### Description of the task
The records that follow are to be reproduced verbatim.

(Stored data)

*** Block opens ***

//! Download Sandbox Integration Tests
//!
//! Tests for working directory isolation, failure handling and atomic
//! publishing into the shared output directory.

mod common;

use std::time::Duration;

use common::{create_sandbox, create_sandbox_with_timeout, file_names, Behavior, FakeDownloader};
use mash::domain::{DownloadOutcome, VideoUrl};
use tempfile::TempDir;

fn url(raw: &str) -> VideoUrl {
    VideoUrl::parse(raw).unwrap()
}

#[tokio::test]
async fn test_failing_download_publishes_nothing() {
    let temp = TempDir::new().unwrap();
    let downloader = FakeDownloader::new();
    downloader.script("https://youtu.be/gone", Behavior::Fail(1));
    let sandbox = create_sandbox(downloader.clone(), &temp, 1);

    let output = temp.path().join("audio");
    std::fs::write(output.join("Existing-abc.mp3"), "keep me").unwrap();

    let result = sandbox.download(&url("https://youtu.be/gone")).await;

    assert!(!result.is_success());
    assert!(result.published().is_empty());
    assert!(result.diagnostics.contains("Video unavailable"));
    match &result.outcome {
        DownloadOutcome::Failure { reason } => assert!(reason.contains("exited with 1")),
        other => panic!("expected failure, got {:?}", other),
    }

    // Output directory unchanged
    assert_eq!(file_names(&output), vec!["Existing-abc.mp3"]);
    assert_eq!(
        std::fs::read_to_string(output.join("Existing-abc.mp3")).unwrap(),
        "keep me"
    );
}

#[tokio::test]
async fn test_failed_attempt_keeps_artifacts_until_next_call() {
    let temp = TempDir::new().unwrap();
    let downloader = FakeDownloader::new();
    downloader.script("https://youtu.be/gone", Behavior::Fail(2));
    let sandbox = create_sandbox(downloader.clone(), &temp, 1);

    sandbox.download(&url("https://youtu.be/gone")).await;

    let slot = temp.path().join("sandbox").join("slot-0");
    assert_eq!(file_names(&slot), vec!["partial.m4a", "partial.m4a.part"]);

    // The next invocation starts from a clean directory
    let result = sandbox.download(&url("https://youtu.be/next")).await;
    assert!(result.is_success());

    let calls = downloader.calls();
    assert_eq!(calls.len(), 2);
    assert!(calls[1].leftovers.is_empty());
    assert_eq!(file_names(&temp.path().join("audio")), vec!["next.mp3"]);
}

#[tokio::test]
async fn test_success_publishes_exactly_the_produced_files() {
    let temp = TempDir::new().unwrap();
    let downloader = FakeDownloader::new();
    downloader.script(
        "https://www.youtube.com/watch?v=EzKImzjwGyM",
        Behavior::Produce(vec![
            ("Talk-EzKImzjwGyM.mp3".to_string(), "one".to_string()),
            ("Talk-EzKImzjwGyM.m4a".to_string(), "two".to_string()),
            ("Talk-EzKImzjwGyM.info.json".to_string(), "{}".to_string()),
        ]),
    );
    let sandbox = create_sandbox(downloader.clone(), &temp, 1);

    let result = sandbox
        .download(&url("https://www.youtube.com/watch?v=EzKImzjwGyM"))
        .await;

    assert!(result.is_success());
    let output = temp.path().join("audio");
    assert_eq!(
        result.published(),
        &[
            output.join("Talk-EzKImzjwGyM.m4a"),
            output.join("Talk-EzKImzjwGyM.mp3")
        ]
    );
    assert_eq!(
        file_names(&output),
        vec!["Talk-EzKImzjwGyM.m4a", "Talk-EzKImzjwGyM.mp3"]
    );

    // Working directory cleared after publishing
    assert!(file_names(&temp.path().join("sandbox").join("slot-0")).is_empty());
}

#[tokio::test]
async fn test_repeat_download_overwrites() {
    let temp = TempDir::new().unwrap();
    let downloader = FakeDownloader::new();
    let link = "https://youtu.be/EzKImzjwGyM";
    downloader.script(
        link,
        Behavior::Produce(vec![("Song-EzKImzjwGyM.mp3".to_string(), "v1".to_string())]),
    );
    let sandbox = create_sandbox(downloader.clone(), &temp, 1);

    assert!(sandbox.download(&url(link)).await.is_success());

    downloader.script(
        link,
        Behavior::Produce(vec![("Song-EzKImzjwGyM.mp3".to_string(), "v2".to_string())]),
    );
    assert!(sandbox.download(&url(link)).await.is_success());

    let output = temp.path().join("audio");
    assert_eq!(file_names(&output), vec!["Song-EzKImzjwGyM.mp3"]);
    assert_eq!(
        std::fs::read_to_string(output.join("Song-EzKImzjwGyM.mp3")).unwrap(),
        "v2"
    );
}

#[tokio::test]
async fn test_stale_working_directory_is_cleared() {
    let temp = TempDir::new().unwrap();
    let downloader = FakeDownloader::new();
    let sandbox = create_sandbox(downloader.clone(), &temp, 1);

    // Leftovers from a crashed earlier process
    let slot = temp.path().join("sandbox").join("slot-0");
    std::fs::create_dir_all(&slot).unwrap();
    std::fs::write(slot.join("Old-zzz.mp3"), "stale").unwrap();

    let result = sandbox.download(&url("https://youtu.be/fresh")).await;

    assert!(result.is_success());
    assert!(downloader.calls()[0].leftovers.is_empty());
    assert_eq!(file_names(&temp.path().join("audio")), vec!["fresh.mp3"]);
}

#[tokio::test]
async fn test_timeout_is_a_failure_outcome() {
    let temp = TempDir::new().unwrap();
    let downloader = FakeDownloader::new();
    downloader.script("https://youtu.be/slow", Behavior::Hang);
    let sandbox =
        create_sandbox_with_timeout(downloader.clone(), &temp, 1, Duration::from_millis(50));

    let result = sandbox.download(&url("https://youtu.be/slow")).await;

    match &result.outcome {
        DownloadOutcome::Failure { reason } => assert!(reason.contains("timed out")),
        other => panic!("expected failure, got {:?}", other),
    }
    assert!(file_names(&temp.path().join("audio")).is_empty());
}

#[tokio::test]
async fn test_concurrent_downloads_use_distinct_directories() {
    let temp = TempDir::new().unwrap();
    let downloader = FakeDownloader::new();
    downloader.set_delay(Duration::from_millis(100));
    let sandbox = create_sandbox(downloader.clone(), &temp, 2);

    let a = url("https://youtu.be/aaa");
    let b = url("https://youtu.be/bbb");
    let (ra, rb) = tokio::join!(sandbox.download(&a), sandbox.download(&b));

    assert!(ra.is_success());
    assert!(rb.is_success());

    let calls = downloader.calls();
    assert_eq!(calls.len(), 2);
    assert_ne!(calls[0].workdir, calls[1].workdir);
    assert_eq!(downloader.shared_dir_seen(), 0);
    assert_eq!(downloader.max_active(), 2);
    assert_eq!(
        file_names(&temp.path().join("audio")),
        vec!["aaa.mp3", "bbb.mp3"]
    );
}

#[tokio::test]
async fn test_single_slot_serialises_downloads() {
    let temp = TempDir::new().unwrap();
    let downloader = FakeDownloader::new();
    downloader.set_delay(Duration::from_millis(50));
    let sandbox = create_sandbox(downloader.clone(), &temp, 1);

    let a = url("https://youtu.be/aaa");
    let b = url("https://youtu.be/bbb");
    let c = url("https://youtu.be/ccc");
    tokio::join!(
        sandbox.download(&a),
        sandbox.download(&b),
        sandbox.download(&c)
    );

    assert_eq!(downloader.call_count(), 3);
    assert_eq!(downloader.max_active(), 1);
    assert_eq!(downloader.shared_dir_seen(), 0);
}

*** Block closes ***

### Task response
//! Download Sandbox Integration Tests
//!
//! Tests for working directory isolation, failure handling and atomic
//! publishing into the shared output directory.

mod common;

use std::time::Duration;

use common::{create_sandbox, create_sandbox_with_timeout, file_names, Behavior, FakeDownloader};
use mash::domain::{DownloadOutcome, VideoUrl};
use tempfile::TempDir;

fn url(raw: &str) -> VideoUrl {
    VideoUrl::parse(raw).unwrap()
}

#[tokio::test]
async fn test_failing_download_publishes_nothing() {
    let temp = TempDir::new().unwrap();
    let downloader = FakeDownloader::new();
    downloader.script("https://youtu.be/gone", Behavior::Fail(1));
    let sandbox = create_sandbox(downloader.clone(), &temp, 1);

    let output = temp.path().join("audio");
    std::fs::write(output.join("Existing-abc.mp3"), "keep me").unwrap();

    let result = sandbox.download(&url("https://youtu.be/gone")).await;

    assert!(!result.is_success());
    assert!(result.published().is_empty());
    assert!(result.diagnostics.contains("Video unavailable"));
    match &result.outcome {
        DownloadOutcome::Failure { reason } => assert!(reason.contains("exited with 1")),
        other => panic!("expected failure, got {:?}", other),
    }

    // Output directory unchanged
    assert_eq!(file_names(&output), vec!["Existing-abc.mp3"]);
    assert_eq!(
        std::fs::read_to_string(output.join("Existing-abc.mp3")).unwrap(),
        "keep me"
    );
}

#[tokio::test]
async fn test_failed_attempt_keeps_artifacts_until_next_call() {
    let temp = TempDir::new().unwrap();
    let downloader = FakeDownloader::new();
    downloader.script("https://youtu.be/gone", Behavior::Fail(2));
    let sandbox = create_sandbox(downloader.clone(), &temp, 1);

    sandbox.download(&url("https://youtu.be/gone")).await;

    let slot = temp.path().join("sandbox").join("slot-0");
    assert_eq!(file_names(&slot), vec!["partial.m4a", "partial.m4a.part"]);

    // The next invocation starts from a clean directory
    let result = sandbox.download(&url("https://youtu.be/next")).await;
    assert!(result.is_success());

    let calls = downloader.calls();
    assert_eq!(calls.len(), 2);
    assert!(calls[1].leftovers.is_empty());
    assert_eq!(file_names(&temp.path().join("audio")), vec!["next.mp3"]);
}

#[tokio::test]
async fn test_success_publishes_exactly_the_produced_files() {
    let temp = TempDir::new().unwrap();
    let downloader = FakeDownloader::new();
    downloader.script(
        "https://www.youtube.com/watch?v=EzKImzjwGyM",
        Behavior::Produce(vec![
            ("Talk-EzKImzjwGyM.mp3".to_string(), "one".to_string()),
            ("Talk-EzKImzjwGyM.m4a".to_string(), "two".to_string()),
            ("Talk-EzKImzjwGyM.info.json".to_string(), "{}".to_string()),
        ]),
    );
    let sandbox = create_sandbox(downloader.clone(), &temp, 1);

    let result = sandbox
        .download(&url("https://www.youtube.com/watch?v=EzKImzjwGyM"))
        .await;

    assert!(result.is_success());
    let output = temp.path().join("audio");
    assert_eq!(
        result.published(),
        &[
            output.join("Talk-EzKImzjwGyM.m4a"),
            output.join("Talk-EzKImzjwGyM.mp3")
        ]
    );
    assert_eq!(
        file_names(&output),
        vec!["Talk-EzKImzjwGyM.m4a", "Talk-EzKImzjwGyM.mp3"]
    );

    // Working directory cleared after publishing
    assert!(file_names(&temp.path().join("sandbox").join("slot-0")).is_empty());
}

#[tokio::test]
async fn test_repeat_download_overwrites() {
    let temp = TempDir::new().unwrap();
    let downloader = FakeDownloader::new();
    let link = "https://youtu.be/EzKImzjwGyM";
    downloader.script(
        link,
        Behavior::Produce(vec![("Song-EzKImzjwGyM.mp3".to_string(), "v1".to_string())]),
    );
    let sandbox = create_sandbox(downloader.clone(), &temp, 1);

    assert!(sandbox.download(&url(link)).await.is_success());

    downloader.script(
        link,
        Behavior::Produce(vec![("Song-EzKImzjwGyM.mp3".to_string(), "v2".to_string())]),
    );
    assert!(sandbox.download(&url(link)).await.is_success());

    let output = temp.path().join("audio");
    assert_eq!(file_names(&output), vec!["Song-EzKImzjwGyM.mp3"]);
    assert_eq!(
        std::fs::read_to_string(output.join("Song-EzKImzjwGyM.mp3")).unwrap(),
        "v2"
    );
}

#[tokio::test]
async fn test_stale_working_directory_is_cleared() {
    let temp = TempDir::new().unwrap();
    let downloader = FakeDownloader::new();
    let sandbox = create_sandbox(downloader.clone(), &temp, 1);

    // Leftovers from a crashed earlier process
    let slot = temp.path().join("sandbox").join("slot-0");
    std::fs::create_dir_all(&slot).unwrap();
    std::fs::write(slot.join("Old-zzz.mp3"), "stale").unwrap();

    let result = sandbox.download(&url("https://youtu.be/fresh")).await;

    assert!(result.is_success());
    assert!(downloader.calls()[0].leftovers.is_empty());
    assert_eq!(file_names(&temp.path().join("audio")), vec!["fresh.mp3"]);
}

#[tokio::test]
async fn test_timeout_is_a_failure_outcome() {
    let temp = TempDir::new().unwrap();
    let downloader = FakeDownloader::new();
    downloader.script("https://youtu.be/slow", Behavior::Hang);
    let sandbox =
        create_sandbox_with_timeout(downloader.clone(), &temp, 1, Duration::from_millis(50));

    let result = sandbox.download(&url("https://youtu.be/slow")).await;

    match &result.outcome {
        DownloadOutcome::Failure { reason } => assert!(reason.contains("timed out")),
        other => panic!("expected failure, got {:?}", other),
    }
    assert!(file_names(&temp.path().join("audio")).is_empty());
}

#[tokio::test]
async fn test_concurrent_downloads_use_distinct_directories() {
    let temp = TempDir::new().unwrap();
    let downloader = FakeDownloader::new();
    downloader.set_delay(Duration::from_millis(100));
    let sandbox = create_sandbox(downloader.clone(), &temp, 2);

    let a = url("https://youtu.be/aaa");
    let b = url("https://youtu.be/bbb");
    let (ra, rb) = tokio::join!(sandbox.download(&a), sandbox.download(&b));

    assert!(ra.is_success());
    assert!(rb.is_success());

    let calls = downloader.calls();
    assert_eq!(calls.len(), 2);
    assert_ne!(calls[0].workdir, calls[1].workdir);
    assert_eq!(downloader.shared_dir_seen(), 0);
    assert_eq!(downloader.max_active(), 2);
    assert_eq!(
        file_names(&temp.path().join("audio")),
        vec!["aaa.mp3", "bbb.mp3"]
    );
}

#[tokio::test]
async fn test_single_slot_serialises_downloads() {
    let temp = TempDir::new().unwrap();
    let downloader = FakeDownloader::new();
    downloader.set_delay(Duration::from_millis(50));
    let sandbox = create_sandbox(downloader.clone(), &temp, 1);

    let a = url("https://youtu.be/aaa");
    let b = url("https://youtu.be/bbb");
    let c = url("https://youtu.be/ccc");
    tokio::join!(
        sandbox.download(&a),
        sandbox.download(&b),
        sandbox.download(&c)
    );

    assert_eq!(downloader.call_count(), 3);
    assert_eq!(downloader.max_active(), 1);
    assert_eq!(downloader.shared_dir_seen(), 0);
}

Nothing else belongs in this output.